This study evaluated computer-assisted glucose control in routine practice over a 3-year period at three ICUs with different patient populations. With a reasonable glucose target level, we found that glucose control was adequate and safe, with low rates of hypoglycemia. Importantly, the protocol was feasible with six measurements per patient per day, and compliance to the protocol was high.
Safety is a major concern in contemporary health care. While the efficacy of glucose control is debated, implementation should be particularly safe [8
]. Reducing the possibility of human cognitive failure is a generic way to improve safety in health care [13
]. Prior to our study it was shown that standardization by paper protocol improves glucose control, and that computer-assisted protocols are feasible and lead to better compliance than protocols on paper [14
]. Recommendations of pump rates and measurement intervals and the notification of expiration of the interval, combined with the possibility of overruling, provide a flexible standardization of glucose control in the ICU.
Comparison with protocols from the literature is difficult because of wide variations in target glucose levels, patient populations, and metrics of control reported [9
]. We performed a literature search to find all computerized glucose protocols designed for ICU patients and tested in at least 20 patients. We summarize these findings in Table . Similar to what is reported for paper protocols, reported target ranges, patient populations, and measurement means vary greatly. However, we can conclude that compared with the studies published thus far, the present study is one of the largest to date and compares favorably in terms of occurrence of hypoglycemia and achievement of the target range. Interestingly, only one other published computer protocol [16
] aiming at achieving control with a low measurement frequency. This is remarkable, as glucose control with a high measurement frequency is associated with significant costs in terms of nursing effort and supplies [17
]. The glucose variability, which has recently been proposed as an important determinant of control [12
], was 1.22 mmol/l in our large cohort. This is lower than the figures published previously, which were 1.7 ± 1.3 in survivors and 2.3 ± 1.6 in nonsurvivors [12
Comparison with other computer-assisted glucose control protocols and intervention groups from clinical trials (BG, blood glucose)
The protocol GRIP used is published as open source, and the program can therefore be used freely by any hospital able to implement the bridge between GRIP and the hospital information system. We recognize that few hospitals have such resources, and we therefore provided a more detailed description of the algorithm in an online supplement, including typical recommendations for two example patients. Computer-based protocols published to date broadly fall into three categories: flow-chart based, empirical formula based, and model based. Most paper protocols that are directly computerized fall into the first category. GRIP uses a formula empirically derived from many protocols and expert knowledge. Model-based approaches model glucose dynamics in different compartments and try to predict future glucose levels and insulin need from that. There have been no direct comparisons of different computer algorithms to date, and more research is needed to identify the best approach.
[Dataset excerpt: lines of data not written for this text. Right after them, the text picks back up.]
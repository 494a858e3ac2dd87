use rand::Rng;
use std::f32::consts::PI;

use crate::vec3::{Float, Quat, Vec3};

/// Random direction sampling biased by a cos^n distribution around a
/// main axis: n = 1 for a Lambertian hemisphere, larger n for a tight
/// specular lobe.
pub struct RandomDirection {
    direction: Vec3,
    tangent: Vec3,
    n: Float,
}

impl RandomDirection {
    pub fn new(direction: Vec3, n: Float) -> RandomDirection {
        let direction = direction.normalize();
        // unit vector orthogonal to the axis, with fallbacks for axes
        // aligned with world x
        let mut tangent = Vec3::unit_x();
        tangent = tangent - direction * direction.dot(tangent);
        if tangent.norm() < Float::EPSILON * 10.0 {
            tangent = Vec3::unit_y();
            tangent = tangent - direction * direction.dot(tangent);
            if tangent.norm() < Float::EPSILON * 10.0 {
                tangent = Vec3::unit_z();
                tangent = tangent - direction * direction.dot(tangent);
            }
        }
        RandomDirection {
            direction,
            tangent: tangent.normalize(),
            n,
        }
    }

    pub fn generate<R: Rng>(&self, rng: &mut R) -> Vec3 {
        let (theta, phi) = self.random_polar(rng);
        let tilted = Quat::from_axis_angle(self.tangent, theta).rotate(self.direction);
        Quat::from_axis_angle(self.direction, phi).rotate(tilted)
    }

    fn random_polar<R: Rng>(&self, rng: &mut R) -> (Float, Float) {
        let u1: Float = rng.gen();
        let theta = u1.powf(1.0 / (self.n + 1.0)).acos();
        let u2: Float = rng.gen();
        let phi = 2.0 * PI * u2;
        (theta, phi)
    }
}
Our study has a number of strengths. We studied a large number of patients treated in routine practice. This provides a less biased view on true performance and rate of hypoglycemia than studies of glucose protocols in a research setting. The low number of measurements required by GRIP makes the protocol less time consuming than protocols with hourly measurements. The low average number of measurements GRIP requires is mainly caused by the flexibility of the interval algorithm. GRIP performs frequent measurements when needed, but this is counterbalanced by identification of stable periods during a patient's stay (e.g., with steady glucose levels, full caloric intake and low insulin dose) during which much longer intervals can safely be recommended. Another strength is our analysis of actual compliance to the protocol. Prior publications of protocols rarely mention compliance metrics. Good performance attributed to a protocol that is violated often by nurses (by for instance measuring glucose earlier than recommended) can lead to disappointing results when strictly followed at another unit. In our analysis we find no structural violation of the protocol in terms of early and late measurements, and only late measurements were associated with more glucose values that were out of range.
Our study also has a number of limitations. Our choice of target glucose level (6.5 mmol/l) may be regarded as either low or high, as the optimal target glucose level is currently an open question [18
]. True adherence to normoglycemia would require a lower target range than we used. The number of measurements asked for by GRIP depends on the expected risk of hypoglycemia, which becomes higher when aiming for a lower target. We therefore expect that a lower target level would increase GRIP's recommended measurement frequency without a significant increase in hypoglycemic episodes, but we have not yet tested this. Clinical decision support tools may be less likely to be successful in a setting in which they were not developed [21
]. As the ICUs in our center function independently, and the development process has been limited solely to the surgical ICU, we expect that limitations of generalizability would have been uncovered in the implementation process, or would have been shown by inferior performance on the two other ICUs.
A computer program also brings benefits that we did not study, such as straightforward auditing of performance and easy incorporation of future changes in practice. For instance, when newly published evidence would favor a different target range, a quick adoption of the new preferred practice is possible without going through a learning period for nurses and physicians. In conclusion, our study shows that a computer-assisted protocol can safely and efficiently guide glucose control at intensive care units in routine practice.